**Requirement:** Count how many lines hold "true" in the records, and respond with that number by itself.
[Opening Records supplied section]
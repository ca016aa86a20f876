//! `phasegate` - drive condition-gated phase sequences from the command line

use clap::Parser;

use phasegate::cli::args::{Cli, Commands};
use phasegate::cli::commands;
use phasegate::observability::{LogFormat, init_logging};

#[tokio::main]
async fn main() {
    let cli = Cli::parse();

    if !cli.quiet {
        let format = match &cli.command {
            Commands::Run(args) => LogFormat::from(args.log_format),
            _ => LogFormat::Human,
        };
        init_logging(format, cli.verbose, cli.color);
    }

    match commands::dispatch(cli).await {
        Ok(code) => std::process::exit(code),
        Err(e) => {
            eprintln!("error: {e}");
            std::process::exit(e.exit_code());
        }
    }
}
[Closing Records supplied section]
[Opening Records supplied section]
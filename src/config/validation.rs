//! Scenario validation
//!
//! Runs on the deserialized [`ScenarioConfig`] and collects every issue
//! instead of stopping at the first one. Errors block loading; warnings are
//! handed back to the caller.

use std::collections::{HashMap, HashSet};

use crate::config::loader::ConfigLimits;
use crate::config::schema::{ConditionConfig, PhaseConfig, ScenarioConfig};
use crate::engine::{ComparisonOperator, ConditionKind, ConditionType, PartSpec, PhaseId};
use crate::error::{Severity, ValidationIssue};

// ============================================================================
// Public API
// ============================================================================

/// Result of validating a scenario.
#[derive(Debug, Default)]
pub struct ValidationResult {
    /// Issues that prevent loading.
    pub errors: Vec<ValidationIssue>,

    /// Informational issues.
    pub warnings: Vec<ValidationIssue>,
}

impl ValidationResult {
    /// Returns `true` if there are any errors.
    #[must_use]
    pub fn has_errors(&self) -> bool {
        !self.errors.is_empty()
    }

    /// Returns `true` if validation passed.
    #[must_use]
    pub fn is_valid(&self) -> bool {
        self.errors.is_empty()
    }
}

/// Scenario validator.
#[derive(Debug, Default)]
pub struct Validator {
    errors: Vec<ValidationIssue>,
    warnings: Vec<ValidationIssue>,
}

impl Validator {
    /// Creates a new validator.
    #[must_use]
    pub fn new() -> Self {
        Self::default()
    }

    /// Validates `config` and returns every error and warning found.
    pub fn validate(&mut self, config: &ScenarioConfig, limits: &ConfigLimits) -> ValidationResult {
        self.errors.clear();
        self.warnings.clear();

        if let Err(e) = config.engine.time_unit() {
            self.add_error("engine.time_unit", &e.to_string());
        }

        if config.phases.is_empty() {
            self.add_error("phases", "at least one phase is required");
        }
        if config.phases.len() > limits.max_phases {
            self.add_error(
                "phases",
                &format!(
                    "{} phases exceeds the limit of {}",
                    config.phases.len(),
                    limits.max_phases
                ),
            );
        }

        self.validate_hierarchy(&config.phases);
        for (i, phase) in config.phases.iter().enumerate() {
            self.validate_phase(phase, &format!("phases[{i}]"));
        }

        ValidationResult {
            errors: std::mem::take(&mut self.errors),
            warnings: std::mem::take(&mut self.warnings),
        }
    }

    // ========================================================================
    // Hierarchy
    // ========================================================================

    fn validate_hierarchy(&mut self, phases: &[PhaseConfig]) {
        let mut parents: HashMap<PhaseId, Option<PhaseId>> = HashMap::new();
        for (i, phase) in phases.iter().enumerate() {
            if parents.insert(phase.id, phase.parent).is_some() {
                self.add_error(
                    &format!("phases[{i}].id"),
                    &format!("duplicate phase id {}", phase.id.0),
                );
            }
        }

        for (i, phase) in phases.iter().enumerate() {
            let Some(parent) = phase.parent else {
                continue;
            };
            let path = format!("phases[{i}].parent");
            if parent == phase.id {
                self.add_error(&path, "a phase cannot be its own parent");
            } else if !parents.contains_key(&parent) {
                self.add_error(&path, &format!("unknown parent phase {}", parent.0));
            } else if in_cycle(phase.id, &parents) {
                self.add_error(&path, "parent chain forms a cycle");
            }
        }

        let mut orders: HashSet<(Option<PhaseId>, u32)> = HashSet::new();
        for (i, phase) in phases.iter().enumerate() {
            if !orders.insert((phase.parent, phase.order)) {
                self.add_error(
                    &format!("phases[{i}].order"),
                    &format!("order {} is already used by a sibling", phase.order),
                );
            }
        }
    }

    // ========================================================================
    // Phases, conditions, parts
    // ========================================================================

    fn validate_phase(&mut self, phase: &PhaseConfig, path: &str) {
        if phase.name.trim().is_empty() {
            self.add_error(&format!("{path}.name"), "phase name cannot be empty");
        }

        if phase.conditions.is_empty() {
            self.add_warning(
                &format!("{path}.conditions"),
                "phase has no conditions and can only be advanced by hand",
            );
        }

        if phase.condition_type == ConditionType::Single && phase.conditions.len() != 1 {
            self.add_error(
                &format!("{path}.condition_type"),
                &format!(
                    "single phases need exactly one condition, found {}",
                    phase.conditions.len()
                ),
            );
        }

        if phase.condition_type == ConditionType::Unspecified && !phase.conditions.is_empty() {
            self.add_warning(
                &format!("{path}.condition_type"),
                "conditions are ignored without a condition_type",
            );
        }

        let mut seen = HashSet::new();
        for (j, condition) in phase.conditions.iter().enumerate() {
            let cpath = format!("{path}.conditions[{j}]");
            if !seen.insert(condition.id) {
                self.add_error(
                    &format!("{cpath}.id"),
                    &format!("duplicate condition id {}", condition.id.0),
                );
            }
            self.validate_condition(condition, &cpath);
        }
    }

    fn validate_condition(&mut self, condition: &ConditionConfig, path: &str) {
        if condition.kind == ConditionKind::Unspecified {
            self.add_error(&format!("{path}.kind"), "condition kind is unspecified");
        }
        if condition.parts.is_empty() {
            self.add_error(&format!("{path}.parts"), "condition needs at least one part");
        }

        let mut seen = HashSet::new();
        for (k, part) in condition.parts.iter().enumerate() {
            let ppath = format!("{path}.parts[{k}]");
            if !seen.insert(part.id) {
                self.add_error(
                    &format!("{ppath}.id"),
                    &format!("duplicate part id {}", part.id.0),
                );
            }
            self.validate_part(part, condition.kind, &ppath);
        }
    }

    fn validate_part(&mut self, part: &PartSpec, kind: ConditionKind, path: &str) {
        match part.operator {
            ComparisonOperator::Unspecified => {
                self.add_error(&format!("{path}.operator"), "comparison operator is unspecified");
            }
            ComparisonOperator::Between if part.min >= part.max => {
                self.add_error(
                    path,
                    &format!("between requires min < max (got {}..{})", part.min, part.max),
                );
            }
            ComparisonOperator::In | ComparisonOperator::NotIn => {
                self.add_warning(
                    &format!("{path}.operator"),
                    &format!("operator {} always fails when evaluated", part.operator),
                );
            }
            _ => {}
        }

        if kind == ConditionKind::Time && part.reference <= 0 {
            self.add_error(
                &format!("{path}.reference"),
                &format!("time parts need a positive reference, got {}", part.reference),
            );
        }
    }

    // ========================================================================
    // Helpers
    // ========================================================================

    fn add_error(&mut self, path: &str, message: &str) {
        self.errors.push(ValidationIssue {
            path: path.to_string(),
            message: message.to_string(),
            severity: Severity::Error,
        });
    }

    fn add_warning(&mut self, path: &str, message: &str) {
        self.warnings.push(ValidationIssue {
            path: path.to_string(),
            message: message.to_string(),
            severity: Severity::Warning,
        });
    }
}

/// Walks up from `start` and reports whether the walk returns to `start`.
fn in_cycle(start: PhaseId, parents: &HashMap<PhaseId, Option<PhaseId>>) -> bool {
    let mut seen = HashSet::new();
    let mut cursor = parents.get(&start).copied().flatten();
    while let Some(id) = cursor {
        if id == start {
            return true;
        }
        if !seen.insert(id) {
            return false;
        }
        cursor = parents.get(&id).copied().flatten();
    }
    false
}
[Closing Records supplied section]
**Result below:** 3